▶ Aim of the task: Scan the entries below for the word "extent" and copy every line where it turns up.

▶ Input data:
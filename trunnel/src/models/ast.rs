use rustc_hash::FxHashSet;
use serde::Serialize;
use std::fmt;

/// Root of a parsed schema file: constants, structure declarations
/// (contexts included), extern declarations, and compilation options.
///
/// Inline struct declarations are lifted to top level by the parser and
/// appear after the outer declarations, in source order.
#[derive(Debug, Clone, Default, Serialize)]
pub struct File {
    pub constants: Vec<ConstDecl>,
    pub declarations: Vec<StructDecl>,
    pub extern_structs: Vec<ExternStructDecl>,
    pub options: Vec<String>,
}

impl File {
    pub fn declaration(&self, name: &str) -> Option<&StructDecl> {
        self.declarations.iter().find(|d| d.name == name)
    }

    pub fn has_option(&self, option: &str) -> bool {
        self.options.iter().any(|o| o == option)
    }

    /// Context list of a declared or extern struct. Unknown names have
    /// been rejected by the checker, so an empty list only means "no
    /// contexts".
    pub fn context_list_of(&self, name: &str) -> &[String] {
        if let Some(d) = self.declaration(name) {
            return &d.context_list;
        }
        for es in &self.extern_structs {
            if es.name == name {
                return &es.context_list;
            }
        }
        &[]
    }
}

#[derive(Debug, Clone, Serialize)]
pub struct ConstDecl {
    pub name: String,
    pub value: u64,
    pub doc: Option<String>,
}

#[derive(Debug, Clone, Serialize)]
pub struct ExternStructDecl {
    pub name: String,
    pub context_list: Vec<String>,
}

/// A structure declaration, or a context declaration when `is_context`
/// is set (contexts have no wire representation and only hold integer
/// fields).
#[derive(Debug, Clone, Serialize)]
pub struct StructDecl {
    pub name: String,
    pub members: Vec<Member>,
    pub doc: Option<String>,
    pub context_list: Vec<String>,
    pub is_context: bool,

    /// Integer fields referenced elsewhere in this struct as a tag, an
    /// array length, or an extent length. Recorded by the checker.
    #[serde(skip)]
    pub referenced_int_fields: FxHashSet<String>,
    /// Integers used as the length of a length-constrained extent,
    /// sorted by c_name. Recorded by the annotator; the encoder emits
    /// one back-patch pointer per entry.
    pub length_fields: Vec<IntFieldInfo>,
    /// True iff this struct contains a leftover-bytes extent.
    pub has_leftover_field: bool,
}

impl StructDecl {
    pub fn new(name: String, members: Vec<Member>, context_list: Vec<String>) -> Self {
        Self {
            name,
            members,
            doc: None,
            context_list,
            is_context: false,
            referenced_int_fields: FxHashSet::default(),
            length_fields: Vec::new(),
            has_leftover_field: false,
        }
    }
}

/// One member of a structure. The declared name lives in the kind; the
/// `c_name` (union-prefixed where applicable) and the `after_leftover`
/// flag are filled in by the annotator.
#[derive(Debug, Clone, Serialize)]
pub struct Member {
    pub doc: Option<String>,
    pub c_name: String,
    pub after_leftover: bool,
    pub kind: MemberKind,
}

impl Member {
    pub fn new(kind: MemberKind) -> Self {
        Self {
            doc: None,
            c_name: String::new(),
            after_leftover: false,
            kind,
        }
    }

    /// Schema-level rendering of this member, used in generated-code
    /// comments ("Encode u8 tag", "Parse union body[tag]").
    pub fn describe(&self) -> String {
        let c_name = &self.c_name;
        match &self.kind {
            MemberKind::Int(m) => match &m.constraint {
                Some(c) => {
                    let ranges: Vec<String> = c
                        .ranges
                        .iter()
                        .map(|r| {
                            if r.lo == r.hi {
                                r.lo.to_string()
                            } else {
                                format!("{}..{}", r.lo, r.hi)
                            }
                        })
                        .collect();
                    format!("{} {c_name} IN [{}]", m.ty, ranges.join(", "))
                }
                None => format!("{} {c_name}", m.ty),
            },
            MemberKind::Struct(m) => format!("struct {} {c_name}", m.struct_name),
            MemberKind::NulTerm { .. } => format!("nulterm {c_name}"),
            MemberKind::FixedArray(m) => {
                format!("{} {c_name}[{}]", base_name(&m.base), m.width)
            }
            MemberKind::VarArray(m) => {
                let width = m
                    .width_field
                    .as_ref()
                    .map(|f| f.to_string())
                    .unwrap_or_default();
                format!("{} {c_name}[{width}]", base_name(&m.base))
            }
            MemberKind::Union(m) => format!("union {c_name}[{}]", m.tag_field),
            MemberKind::Position { name } => format!("@{name}"),
            MemberKind::LenConstrained(_) => "length-constrained region".to_string(),
            MemberKind::Eos => "eos".to_string(),
            MemberKind::Fail => "fail".to_string(),
            MemberKind::Ignore => "ignore".to_string(),
        }
    }

    /// Declared name, for the kinds that have one.
    pub fn name(&self) -> Option<&str> {
        match &self.kind {
            MemberKind::Int(m) => Some(&m.name),
            MemberKind::Struct(m) => Some(&m.name),
            MemberKind::NulTerm { name } => Some(name),
            MemberKind::FixedArray(m) => Some(&m.name),
            MemberKind::VarArray(m) => Some(&m.name),
            MemberKind::Union(m) => Some(&m.name),
            MemberKind::Position { name } => Some(name),
            MemberKind::LenConstrained(_)
            | MemberKind::Eos
            | MemberKind::Fail
            | MemberKind::Ignore => None,
        }
    }
}

#[derive(Debug, Clone, Serialize)]
pub enum MemberKind {
    Int(IntMember),
    Struct(StructRefMember),
    NulTerm { name: String },
    FixedArray(FixedArrayMember),
    VarArray(VarArrayMember),
    Union(UnionMember),
    LenConstrained(LenConstrainedMember),
    Position { name: String },
    Eos,
    Fail,
    Ignore,
}

/// A fixed-width unsigned integer type (8, 16, 32, or 64 bits).
#[derive(Debug, Clone, Copy, PartialEq, Eq, Serialize)]
pub struct IntType {
    pub width: u8,
}

impl IntType {
    pub fn max(self) -> u64 {
        match self.width {
            8 => u8::MAX as u64,
            16 => u16::MAX as u64,
            32 => u32::MAX as u64,
            _ => u64::MAX,
        }
    }

    pub fn bytes(self) -> u8 {
        self.width / 8
    }
}

impl fmt::Display for IntType {
    fn fmt(&self, f: &mut fmt::Formatter<'_>) -> fmt::Result {
        write!(f, "u{}", self.width)
    }
}

#[derive(Debug, Clone, Serialize)]
pub struct IntMember {
    pub ty: IntType,
    pub name: String,
    pub constraint: Option<IntConstraint>,
}

impl IntMember {
    /// Lowest value admitted by the constraint (0 when unconstrained).
    /// `new` uses this to initialize constrained fields to a valid value.
    pub fn minimum(&self) -> u64 {
        match &self.constraint {
            Some(c) => c.resolved.first().map(|r| r.0).unwrap_or(0),
            None => 0,
        }
    }
}

/// A constraint over an integer field: the value must fall in the union
/// of the inclusive ranges. Bounds may be written as literals or as
/// constant names; the checker records the numeric ranges in `resolved`
/// and sorts both lists by resolved lower bound.
#[derive(Debug, Clone, Serialize)]
pub struct IntConstraint {
    pub ranges: Vec<IntRange>,
    pub resolved: Vec<(u64, u64)>,
}

impl IntConstraint {
    pub fn new(ranges: Vec<IntRange>) -> Self {
        Self {
            ranges,
            resolved: Vec::new(),
        }
    }
}

#[derive(Debug, Clone, Serialize)]
pub struct IntRange {
    pub lo: Bound,
    pub hi: Bound,
}

/// A range bound: an integer literal or a reference to a declared
/// constant. Constant references survive into the emitted C so that the
/// generated sources keep the symbolic name.
#[derive(Debug, Clone, PartialEq, Eq, Serialize)]
pub enum Bound {
    Lit(u64),
    Const(String),
}

impl fmt::Display for Bound {
    fn fmt(&self, f: &mut fmt::Formatter<'_>) -> fmt::Result {
        match self {
            Bound::Lit(v) => write!(f, "{v}"),
            Bound::Const(name) => write!(f, "{name}"),
        }
    }
}

#[derive(Debug, Clone, Serialize)]
pub struct StructRefMember {
    pub struct_name: String,
    pub name: String,
}

fn base_name(base: &ArrayBase) -> String {
    match base {
        ArrayBase::Int(ty) => ty.to_string(),
        ArrayBase::Char => "char".to_string(),
        ArrayBase::Struct(name) => format!("struct {name}"),
    }
}

/// Element type of a fixed or variable array.
#[derive(Debug, Clone, Serialize)]
pub enum ArrayBase {
    Int(IntType),
    Char,
    Struct(String),
}

impl ArrayBase {
    /// True for element types stored as raw bytes (char or u8); these
    /// arrays encode and parse with a single memcpy.
    pub fn is_bytes(&self) -> bool {
        matches!(self, ArrayBase::Char | ArrayBase::Int(IntType { width: 8 }))
    }
}

/// Element count of a fixed array: a literal or a constant name (kept
/// symbolic for the emitted C).
#[derive(Debug, Clone, Serialize)]
pub enum ArrayWidth {
    Lit(u64),
    Const(String),
}

impl fmt::Display for ArrayWidth {
    fn fmt(&self, f: &mut fmt::Formatter<'_>) -> fmt::Result {
        match self {
            ArrayWidth::Lit(v) => write!(f, "{v}"),
            ArrayWidth::Const(name) => write!(f, "{name}"),
        }
    }
}

#[derive(Debug, Clone, Serialize)]
pub struct FixedArrayMember {
    pub base: ArrayBase,
    pub name: String,
    pub width: ArrayWidth,
}

#[derive(Debug, Clone, Serialize)]
pub struct VarArrayMember {
    pub base: ArrayBase,
    pub name: String,
    /// None for a remainder array (extends to the end of the enclosing
    /// extent).
    pub width_field: Option<FieldRef>,
    /// Resolved facts about a local width field; None for remainder
    /// arrays and context-qualified references.
    pub width_info: Option<IntFieldInfo>,
}

#[derive(Debug, Clone, Serialize)]
pub struct UnionMember {
    pub name: String,
    pub tag_field: FieldRef,
    pub tag_info: Option<IntFieldInfo>,
    pub cases: Vec<UnionCase>,
}

/// One branch of a tagged union: the tag ranges it matches (None for the
/// default branch) and the members it contributes.
#[derive(Debug, Clone, Serialize)]
pub struct UnionCase {
    pub tags: Option<Vec<IntRange>>,
    pub members: Vec<Member>,
}

impl UnionCase {
    pub fn is_default(&self) -> bool {
        self.tags.is_none()
    }
}

#[derive(Debug, Clone, Serialize)]
pub struct LenConstrainedMember {
    /// Exactly one of `length_field` and `leftover` is set. A leftover
    /// count may be written as a constant name; it stays symbolic for
    /// the emitted C.
    pub length_field: Option<FieldRef>,
    pub length_info: Option<IntFieldInfo>,
    pub leftover: Option<ArrayWidth>,
    pub members: Vec<Member>,
}

/// A reference to an integer field: a member of the same struct declared
/// earlier, or a field of a caller-supplied context.
#[derive(Debug, Clone, PartialEq, Eq, Serialize)]
pub enum FieldRef {
    Local(String),
    Context { ctx: String, field: String },
}

impl FieldRef {
    /// Parse a written reference: `name` or `ctx.name`.
    pub fn parse(text: &str) -> Self {
        match text.split_once('.') {
            Some((ctx, field)) => FieldRef::Context {
                ctx: ctx.to_string(),
                field: field.to_string(),
            },
            None => FieldRef::Local(text.to_string()),
        }
    }

    pub fn is_context(&self) -> bool {
        matches!(self, FieldRef::Context { .. })
    }
}

impl fmt::Display for FieldRef {
    fn fmt(&self, f: &mut fmt::Formatter<'_>) -> fmt::Result {
        match self {
            FieldRef::Local(name) => write!(f, "{name}"),
            FieldRef::Context { ctx, field } => write!(f, "{ctx}.{field}"),
        }
    }
}

/// Resolved facts about a referenced local integer field: its C name
/// (which differs from the declared name inside unions) and its width.
#[derive(Debug, Clone, PartialEq, Eq, Serialize)]
pub struct IntFieldInfo {
    pub c_name: String,
    pub width: u8,
}

#[cfg(test)]
mod tests {
    use super::*;

    #[test]
    fn test_int_type_max() {
        assert_eq!(IntType { width: 8 }.max(), 255);
        assert_eq!(IntType { width: 16 }.max(), 65535);
        assert_eq!(IntType { width: 32 }.max(), 4294967295);
        assert_eq!(IntType { width: 64 }.max(), u64::MAX);
    }

    #[test]
    fn test_field_ref_parse() {
        assert_eq!(FieldRef::parse("len"), FieldRef::Local("len".into()));
        assert_eq!(
            FieldRef::parse("ctx.version"),
            FieldRef::Context {
                ctx: "ctx".into(),
                field: "version".into()
            }
        );
    }

    #[test]
    fn test_array_base_is_bytes() {
        assert!(ArrayBase::Char.is_bytes());
        assert!(ArrayBase::Int(IntType { width: 8 }).is_bytes());
        assert!(!ArrayBase::Int(IntType { width: 16 }).is_bytes());
        assert!(!ArrayBase::Struct("foo".into()).is_bytes());
    }

    #[test]
    fn test_file_lookup() {
        let mut file = File::default();
        file.declarations
            .push(StructDecl::new("point".into(), vec![], vec!["ctx".into()]));
        file.extern_structs.push(ExternStructDecl {
            name: "other".into(),
            context_list: vec![],
        });
        assert!(file.declaration("point").is_some());
        assert!(file.declaration("other").is_none());
        assert_eq!(file.context_list_of("point"), ["ctx".to_string()]);
        assert!(file.context_list_of("other").is_empty());
    }

    #[test]
    fn test_member_name() {
        let m = Member::new(MemberKind::Int(IntMember {
            ty: IntType { width: 16 },
            name: "tag".into(),
            constraint: None,
        }));
        assert_eq!(m.name(), Some("tag"));
        assert_eq!(Member::new(MemberKind::Eos).name(), None);
    }

    #[test]
    fn test_int_member_minimum() {
        let mut c = IntConstraint::new(vec![IntRange {
            lo: Bound::Lit(3),
            hi: Bound::Lit(9),
        }]);
        c.resolved = vec![(3, 9)];
        let m = IntMember {
            ty: IntType { width: 8 },
            name: "n".into(),
            constraint: Some(c),
        };
        assert_eq!(m.minimum(), 3);
    }
}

▶ Result of the exercise:
    /// array length, or an extent length. Recorded by the checker.
    /// Integers used as the length of a length-constrained extent,
    /// True iff this struct contains a leftover-bytes extent.
    /// extent).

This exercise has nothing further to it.